L’audace d’écrire ensemble le théâtre

A Genève, le Théâtre Am Stram Gram, Centre International de création et de ressources pour l’enfance et la jeunesse, lance une expérience novatrice: un collectif intergénérationnel de programmation. Depuis septembre cinq adultes et cinq enfants écrivent la saison 2019/20. Une aventure qui ose le mode collégial dans un lieu où l’on vit le mélange de compétences, d’expériences et de points de vue comme une source de richesse et d’inattendu. Un dispositif inédit pour ce théâtre dont la saison 2018/19 est soutenue par la Loterie romande.

Fabrice Melquiot,
directeur
Je commence ma 7e saison à la direction.
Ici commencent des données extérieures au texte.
//! Bitbucket Cloud push and pull request events

use serde::Deserialize;

use broadcaster_core::domain::ChangeEvent;

use super::{Decoded, IngestError};
use crate::service::Platform;

#[derive(Debug, Deserialize)]
pub struct Payload {
    pub push: Option<Push>,
    pub repository: Option<Repository>,
    pub pullrequest: Option<PullRequest>,
}

#[derive(Debug, Default, Deserialize)]
pub struct Push {
    #[serde(default)]
    pub changes: Vec<Change>,
}

#[derive(Debug, Deserialize)]
pub struct Change {
    pub old: Option<ChangeRef>,
    pub new: Option<ChangeRef>,
}

#[derive(Debug, Deserialize)]
pub struct ChangeRef {
    #[serde(default)]
    pub name: String,
    #[serde(default, rename = "type")]
    pub kind: String,
}

#[derive(Debug, Deserialize)]
pub struct Repository {
    #[serde(default)]
    pub full_name: String,
    pub links: Option<Links>,
}

#[derive(Debug, Default, Deserialize)]
pub struct Links {
    #[serde(default)]
    pub html: Link,
}

#[derive(Debug, Default, Deserialize)]
pub struct Link {
    #[serde(default)]
    pub href: String,
}

#[derive(Debug, Deserialize)]
pub struct PullRequest {
    pub source: PullRequestEndpoint,
}

#[derive(Debug, Deserialize)]
pub struct PullRequestEndpoint {
    pub branch: Branch,
}

#[derive(Debug, Deserialize)]
pub struct Branch {
    #[serde(default)]
    pub name: String,
}

impl Payload {
    /// Pull request source branch, else the last branch a push touched.
    pub fn branch(&self) -> Option<String> {
        if let Some(pr) = &self.pullrequest {
            return Some(pr.source.branch.name.clone());
        }

        self.push.as_ref().and_then(|push| {
            push.changes.iter().rev().find_map(|change| {
                let touches_branch = change.old.as_ref().is_some_and(|r| r.kind == "branch")
                    || change.new.as_ref().is_some_and(|r| r.kind == "branch");
                if !touches_branch {
                    return None;
                }
                change.new.as_ref().map(|new| new.name.clone())
            })
        })
    }

    pub fn into_decoded(self) -> Result<Decoded, IngestError> {
        let branch = self.branch();

        let url = self
            .repository
            .and_then(|repo| repo.links)
            .map(|links| links.html.href)
            .filter(|href| !href.is_empty())
            .ok_or(IngestError::MissingRepository(Platform::Bitbucket))?;

        let mut event = ChangeEvent::new(url);
        if let Some(branch) = branch {
            event = event.with_branch(branch);
        }
        Ok(Decoded::Event(event))
    }
}

#[cfg(test)]
mod tests {
    use super::*;
    use crate::payload::decode;
    use serde_json::json;

    fn repository() -> serde_json::Value {
        json!({
            "full_name": "acme/app",
            "links": { "html": { "href": "https://bitbucket.org/acme/app" } }
        })
    }

    #[test]
    fn test_push_uses_last_branch_change() {
        let body = json!({
            "repository": repository(),
            "push": {
                "changes": [
                    { "old": null, "new": { "name": "first", "type": "branch" } },
                    { "old": { "name": "v1", "type": "tag" }, "new": { "name": "v1", "type": "tag" } },
                    { "old": { "name": "second", "type": "branch" }, "new": { "name": "second", "type": "branch" } }
                ]
            }
        });

        let Decoded::Event(event) =
            decode(Platform::Bitbucket, body.to_string().as_bytes()).unwrap()
        else {
            panic!("expected an event");
        };
        assert_eq!(event.repository_url, "https://bitbucket.org/acme/app");
        assert_eq!(event.branch.as_deref(), Some("second"));
    }

    #[test]
    fn test_deleted_branch_has_no_branch() {
        let body = json!({
            "repository": repository(),
            "push": { "changes": [{ "old": { "name": "gone", "type": "branch" }, "new": null }] }
        });

        let Decoded::Event(event) =
            decode(Platform::Bitbucket, body.to_string().as_bytes()).unwrap()
        else {
            panic!("expected an event");
        };
        assert_eq!(event.branch, None);
    }

    #[test]
    fn test_pull_request_source_branch() {
        let body = json!({
            "repository": repository(),
            "pullrequest": { "source": { "branch": { "name": "feature/x" } } }
        });

        let Decoded::Event(event) =
            decode(Platform::Bitbucket, body.to_string().as_bytes()).unwrap()
        else {
            panic!("expected an event");
        };
        assert_eq!(event.branch.as_deref(), Some("feature/x"));
    }

    #[test]
    fn test_missing_repository() {
        let err = decode(Platform::Bitbucket, br#"{"push":{"changes":[]}}"#).unwrap_err();
        assert!(matches!(err, IngestError::MissingRepository(Platform::Bitbucket)));
    }
}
Quand je suis arrivé, des ateliers de pratique artistique étaient proposés aux spectateurs enfants et adolescents. Il me semblait qu’on pouvait travailler davantage dans ce sens-là pour qu’ils sentent notre envie de faire du théâtre avec eux. Nous avons développé les ateliers et avons appelé les participants compagnons ou compagnonnes. On n’est pas une école de théâtre, l’idée n’est pas de former des acteurs, plutôt de conforter le regard critique de chacun. Or programmer un lieu est un acte d’écriture et peut devenir un acte collectif. Avec qui? Des membres de mon équipe, puis certains compagnons, tout simplement parce qu’ils ont une connaissance de l’identité de ce théâtre. Ils en sont les premiers spectateurs. Il a fallu préciser le projet et ses modalités car c’est évidemment plus complexe que si je programme seul. Nous sommes dix à travailler sur la saison 2019/20. Nous avons des réunions mensuelles où nous étudions vingt dossiers. C’est toujours le ou la compagnonne qui commence à donner son ressenti. Ensuite nous décidons de rencontres avec les auteurs, les metteurs en scène. Au sortir, il y a un débriefing, les plus jeunes prennent la parole en premier et on tient compte des avis de chacun. Ce partage d’impressions est essentiel pour accéder à l’imaginaire des enfants et des ados qui participent. Eux que rêvent-ils de voir sur scène? Qu’est-ce qui les concerne aujourd’hui? Ce lieu s’attache à dialoguer d’enfance à enfance avec des spectacles pensés et bientôt programmés depuis l’enfance. Le collectif défend d’abord un modèle de gouvernance.

Zoé Adatte,
12 ans, compagnonne
Je prends des cours depuis trois ans. Le théâtre j’adore ça. Ce que j’aime dans le collectif, c’est qu’on parle vraiment de nos goûts: qu’est-ce qu’on aime dans la pièce, pourquoi on a écrit ça, quel est le message à l’intérieur. Alors forcément ça permet de partager les visions que les autres ont sur la vie. C’est ça qui m’intéresse. Je peux donner mon avis, apporter mes idées sans qu’on me juge. Par exemple, un spectacle nous a été présenté et je le trouvais cliché. J’ai pu le dire à l’auteur, il m’a mieux expliqué et j’ai compris ce qu’il avait dans sa tête. Quand je rencontre les auteurs et les metteurs en scène, je suis un peu comme éblouie, impressionnée. Mais quand je vois un spectacle, c’est comme si je faisais une enquête. J’essaie de tout regarder, de réfléchir. On peut faire passer des messages. Vendre un ticket de théâtre c’est vendre du rêve! Pour moi, un bon spectacle fait voyager dans un monde complètement différent et contient un message sans cliché. Au plus profond de moi, je me pose toujours une question que je ne connais pas vraiment. Si un jour je peux la partager grâce au théâtre, des gens vont la voir. Je pense qu’on a tous une question qu’on se pose au fond de nous et qu’on a besoin de dire aux autres pour la résoudre ensemble. C’est ça le théâtre. Le théâtre, c’est beaucoup plus qu’un spectacle!